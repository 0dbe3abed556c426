pub mod app;
pub mod authz;
pub mod category;
pub mod clock;
pub mod codes;
pub mod db;
pub mod docs;
pub mod errors;
pub mod events;
pub mod jwt;
pub mod memory;
pub mod menu;
pub mod models;
pub mod routes;
pub mod tree;
pub mod utils;

// Re-export commonly used items for tests
pub use app::create_app;
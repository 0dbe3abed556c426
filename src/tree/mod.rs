//! Generic hierarchical index shared by the menu and category trees.
//!
//! Nodes are loaded into a flat arena and addressed by position; adjacency is
//! kept as index vectors so no node ever holds a reference to another node.
//!
//! - `build` validates the parent chain (no orphans, no cycles) and fails
//!   closed: a malformed node set never yields a partial tree.
//! - Siblings are ordered by `sort_order` ascending, then by id.
//! - `prune` keeps a node if it passes the predicate or if any of its
//!   descendants survives, so paths to visible leaves stay connected.

mod cache;

pub use cache::TreeCache;

use std::collections::HashMap;
use std::fmt;
use std::hash::Hash;

/// A node of a self-referencing tree (menu, category).
pub trait TreeNode {
    type Id: Copy + Eq + Hash + Ord + fmt::Debug + fmt::Display;

    fn id(&self) -> Self::Id;
    fn parent_id(&self) -> Option<Self::Id>;
    fn sort_order(&self) -> i64;
    /// The node's own enable flag, without regard to its ancestors.
    fn is_enabled(&self) -> bool;
}

#[derive(Debug, Clone, PartialEq, Eq, thiserror::Error)]
pub enum TreeError {
    #[error("duplicate node id {0}")]
    DuplicateId(String),
    #[error("node {id} references missing parent {parent}")]
    Orphan { id: String, parent: String },
    #[error("cycle detected through node {0}")]
    Cycle(String),
    #[error("node {0} not found")]
    NotFound(String),
    #[error("node {id} still has {count} child node(s)")]
    HasChildren { id: String, count: usize },
}

#[derive(Debug, Clone)]
pub struct TreeIndex<N: TreeNode> {
    nodes: Vec<N>,
    positions: HashMap<N::Id, usize>,
    parents: Vec<Option<usize>>,
    children: Vec<Vec<usize>>,
    roots: Vec<usize>,
}

impl<N: TreeNode> TreeIndex<N> {
    /// Validates the node set and builds the ordered adjacency.
    pub fn build(nodes: Vec<N>) -> Result<Self, TreeError> {
        let mut positions = HashMap::with_capacity(nodes.len());
        for (idx, node) in nodes.iter().enumerate() {
            if positions.insert(node.id(), idx).is_some() {
                return Err(TreeError::DuplicateId(node.id().to_string()));
            }
        }

        let mut parents = Vec::with_capacity(nodes.len());
        for node in &nodes {
            let parent = match node.parent_id() {
                None => None,
                Some(parent_id) if parent_id == node.id() => {
                    return Err(TreeError::Cycle(node.id().to_string()));
                }
                Some(parent_id) => match positions.get(&parent_id) {
                    Some(&pos) => Some(pos),
                    None => {
                        return Err(TreeError::Orphan {
                            id: node.id().to_string(),
                            parent: parent_id.to_string(),
                        })
                    }
                },
            };
            parents.push(parent);
        }

        detect_cycle(&parents).map_err(|idx| TreeError::Cycle(nodes[idx].id().to_string()))?;

        Ok(Self::assemble(nodes, parents))
    }

    /// Builds adjacency for a node set whose parent links are already known to be valid.
    fn assemble(nodes: Vec<N>, parents: Vec<Option<usize>>) -> Self {
        let positions = nodes
            .iter()
            .enumerate()
            .map(|(idx, node)| (node.id(), idx))
            .collect();

        let mut children = vec![Vec::new(); nodes.len()];
        let mut roots = Vec::new();
        for (idx, parent) in parents.iter().enumerate() {
            match parent {
                Some(p) => children[*p].push(idx),
                None => roots.push(idx),
            }
        }

        let order = |a: &usize, b: &usize| {
            let (na, nb) = (&nodes[*a], &nodes[*b]);
            na.sort_order()
                .cmp(&nb.sort_order())
                .then_with(|| na.id().cmp(&nb.id()))
        };
        roots.sort_by(order);
        for list in &mut children {
            list.sort_by(order);
        }

        Self {
            nodes,
            positions,
            parents,
            children,
            roots,
        }
    }

    pub fn len(&self) -> usize {
        self.nodes.len()
    }

    pub fn is_empty(&self) -> bool {
        self.nodes.is_empty()
    }

    pub fn contains(&self, id: N::Id) -> bool {
        self.positions.contains_key(&id)
    }

    pub fn get(&self, id: N::Id) -> Option<&N> {
        self.positions.get(&id).map(|&idx| &self.nodes[idx])
    }

    fn position(&self, id: N::Id) -> Result<usize, TreeError> {
        self.positions
            .get(&id)
            .copied()
            .ok_or_else(|| TreeError::NotFound(id.to_string()))
    }

    pub fn roots(&self) -> Vec<&N> {
        self.roots.iter().map(|&idx| &self.nodes[idx]).collect()
    }

    pub fn children(&self, id: N::Id) -> Result<Vec<&N>, TreeError> {
        let idx = self.position(id)?;
        Ok(self.children[idx].iter().map(|&c| &self.nodes[c]).collect())
    }

    /// True when the node exists and has no children.
    pub fn is_leaf(&self, id: N::Id) -> bool {
        self.positions
            .get(&id)
            .map(|&idx| self.children[idx].is_empty())
            .unwrap_or(false)
    }

    /// Depth-first, pre-order traversal of the subtree rooted at `id` (inclusive).
    pub fn subtree(&self, id: N::Id) -> Result<Vec<&N>, TreeError> {
        let idx = self.position(id)?;
        Ok(self.preorder_from(&[idx]).into_iter().map(|i| &self.nodes[i]).collect())
    }

    /// Pre-order traversal of the whole forest, roots in sibling order.
    pub fn walk(&self) -> Vec<&N> {
        self.preorder_from(&self.roots)
            .into_iter()
            .map(|i| &self.nodes[i])
            .collect()
    }

    fn preorder_from(&self, starts: &[usize]) -> Vec<usize> {
        let mut out = Vec::new();
        let mut stack: Vec<usize> = starts.iter().rev().copied().collect();
        while let Some(idx) = stack.pop() {
            out.push(idx);
            stack.extend(self.children[idx].iter().rev());
        }
        out
    }

    /// Root-to-node chain ending with `id` itself.
    pub fn path_to(&self, id: N::Id) -> Result<Vec<&N>, TreeError> {
        let mut idx = self.position(id)?;
        let mut path = vec![&self.nodes[idx]];
        while let Some(parent) = self.parents[idx] {
            path.push(&self.nodes[parent]);
            idx = parent;
        }
        path.reverse();
        Ok(path)
    }

    /// Fails with `HasChildren` when removing `id` would orphan other nodes.
    pub fn ensure_leaf(&self, id: N::Id) -> Result<(), TreeError> {
        let idx = self.position(id)?;
        match self.children[idx].len() {
            0 => Ok(()),
            count => Err(TreeError::HasChildren {
                id: id.to_string(),
                count,
            }),
        }
    }

    /// Folds the forest bottom-up into a nested representation.
    pub fn fold_nested<T>(&self, f: &impl Fn(&N, Vec<T>) -> T) -> Vec<T> {
        self.roots.iter().map(|&idx| self.fold_node(idx, f)).collect()
    }

    fn fold_node<T>(&self, idx: usize, f: &impl Fn(&N, Vec<T>) -> T) -> T {
        let children = self.children[idx]
            .iter()
            .map(|&c| self.fold_node(c, f))
            .collect();
        f(&self.nodes[idx], children)
    }
}

impl<N: TreeNode + Clone> TreeIndex<N> {
    /// Removes every node for which `keep` is false and which has no surviving
    /// descendant. Sibling order is preserved.
    pub fn prune(&self, keep: impl Fn(&N) -> bool) -> Self {
        let mut survives = vec![false; self.nodes.len()];
        // Reverse pre-order visits every child before its parent.
        for idx in self.preorder_from(&self.roots).into_iter().rev() {
            survives[idx] =
                keep(&self.nodes[idx]) || self.children[idx].iter().any(|&c| survives[c]);
        }
        self.retain_marked(&survives)
    }

    /// Drops every node whose own flag or any ancestor's flag is off.
    pub fn retain_enabled(&self) -> Self {
        let mut active = vec![false; self.nodes.len()];
        // Pre-order visits every parent before its children.
        for idx in self.preorder_from(&self.roots) {
            let parent_active = self.parents[idx].map(|p| active[p]).unwrap_or(true);
            active[idx] = parent_active && self.nodes[idx].is_enabled();
        }
        self.retain_marked(&active)
    }

    /// Effective enable state: the node and all of its ancestors are enabled.
    pub fn is_effectively_enabled(&self, id: N::Id) -> bool {
        match self.path_to(id) {
            Ok(path) => path.iter().all(|node| node.is_enabled()),
            Err(_) => false,
        }
    }

    /// Copies out the marked nodes. Every marked node's parent must be marked.
    fn retain_marked(&self, marked: &[bool]) -> Self {
        let mut remap = vec![None; self.nodes.len()];
        let mut nodes = Vec::new();
        for (idx, node) in self.nodes.iter().enumerate() {
            if marked[idx] {
                remap[idx] = Some(nodes.len());
                nodes.push(node.clone());
            }
        }

        let parents = self
            .parents
            .iter()
            .enumerate()
            .filter(|(idx, _)| marked[*idx])
            .map(|(_, parent)| parent.and_then(|p| remap[p]))
            .collect();

        Self::assemble(nodes, parents)
    }
}

/// Walks every parent chain; returns the index of a node on a cycle if one exists.
fn detect_cycle(parents: &[Option<usize>]) -> Result<(), usize> {
    const UNSEEN: u8 = 0;
    const ON_PATH: u8 = 1;
    const DONE: u8 = 2;

    let mut state = vec![UNSEEN; parents.len()];
    let mut path = Vec::new();

    for start in 0..parents.len() {
        let mut cursor = Some(start);
        while let Some(idx) = cursor {
            match state[idx] {
                DONE => break,
                ON_PATH => return Err(idx),
                _ => {
                    state[idx] = ON_PATH;
                    path.push(idx);
                    cursor = parents[idx];
                }
            }
        }
        for idx in path.drain(..) {
            state[idx] = DONE;
        }
    }

    Ok(())
}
━━━━━━━━━━━━━━━━
- Work to complete: Starting with the first line of the data above, copy each line exactly until you reach the line with "fn sort_order(&self) -> i64;"; include that line as well.

- Reply to the exercise:
repository 0dbe3abed556c426
pub mod app;
pub mod authz;
pub mod category;
pub mod clock;
pub mod codes;
pub mod db;
pub mod docs;
pub mod errors;
pub mod events;
pub mod jwt;
pub mod memory;
pub mod menu;
pub mod models;
pub mod routes;
pub mod tree;
pub mod utils;

// Re-export commonly used items for tests
pub use app::create_app;
repository 0dbe3abed556c426
filename src/tree/mod.rs
//! Generic hierarchical index shared by the menu and category trees.
//!
//! Nodes are loaded into a flat arena and addressed by position; adjacency is
//! kept as index vectors so no node ever holds a reference to another node.
//!
//! - `build` validates the parent chain (no orphans, no cycles) and fails
//!   closed: a malformed node set never yields a partial tree.
//! - Siblings are ordered by `sort_order` ascending, then by id.
//! - `prune` keeps a node if it passes the predicate or if any of its
//!   descendants survives, so paths to visible leaves stay connected.

mod cache;

pub use cache::TreeCache;

use std::collections::HashMap;
use std::fmt;
use std::hash::Hash;

/// A node of a self-referencing tree (menu, category).
pub trait TreeNode {
    type Id: Copy + Eq + Hash + Ord + fmt::Debug + fmt::Display;

    fn id(&self) -> Self::Id;
    fn parent_id(&self) -> Option<Self::Id>;
    fn sort_order(&self) -> i64;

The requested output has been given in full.